I want an iPod, to salsa and a guilty Big Mac.

I live in a world where God has yet to be replaced with
Something more than transience and ‘Happy Abortion!’ cards. I’m a solipsist in this circus where expensive
personalities come cheap: Where you can break into heaven with one swipe of your Visa.

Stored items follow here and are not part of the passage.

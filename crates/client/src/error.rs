//! Errors surfaced to the UI layer.

use thiserror::Error;

use larder_core::StoreError;
use larder_inventory::CommitError;

#[derive(Debug, Error)]
pub enum ClientError {
    #[error(transparent)]
    Store(#[from] StoreError),

    #[error(transparent)]
    Commit(#[from] CommitError),
}

pub type ClientResult<T> = Result<T, ClientError>;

I get my morals from the pick n mix section at Woolies,
Sometimes I’m peanut brittle, sometimes I just fudge.
I picked up a DIY cutting kit from French Connection,
I think misery is interesting,
As is seeing your lunch… twice…

Everyone I know brandishes guilt, has a pit to crawl out of,
Like a weapon against the comfort we have,
Me? I’m just guilty of not feeling guilty

For not knowing what the Make Poverty History march
Was actually about: spent my time counting the pairs of Nike trainers instead,
And wondering what I would do later that night,

Let’s face it – the world mighta blown up by Wednesday,
So anyway – what do you reckon to

Julian Assange?

I have the attention span of a goldfish,
And the emotional range of a caravan park.
And my bowl is stirred with plenty of sugar
And cocaine and… what was I on about?

Oh yeah! So…
The world’s gone to shit in a kitty litter tray,
Just set the laser printer to ‘stun’ and go fuck someone pretty…
I’m a twenty first century twenty something or other,
I am labelled, I’m distorted,
I will do whatever you tell me.

I’m an individual. Original.
The best target market…
I hate this vapid whore of life,
I am so lonely I could scream.
I don’t know what love is, don’t know who my friends are,
Sometimes I wish I could believe in things you can’t see…

Believe in… something or other…
Believe in… other worlds at the back of wardrobes…
Believe in… fawns n’ shit…

But I’ll smash a fist through the mirror before asking what the point is,
I’ll contemplate combustion when I hit 36,
I am a twenty-first century twenty something or other,
I am vague and distorted and I don’t give a shit.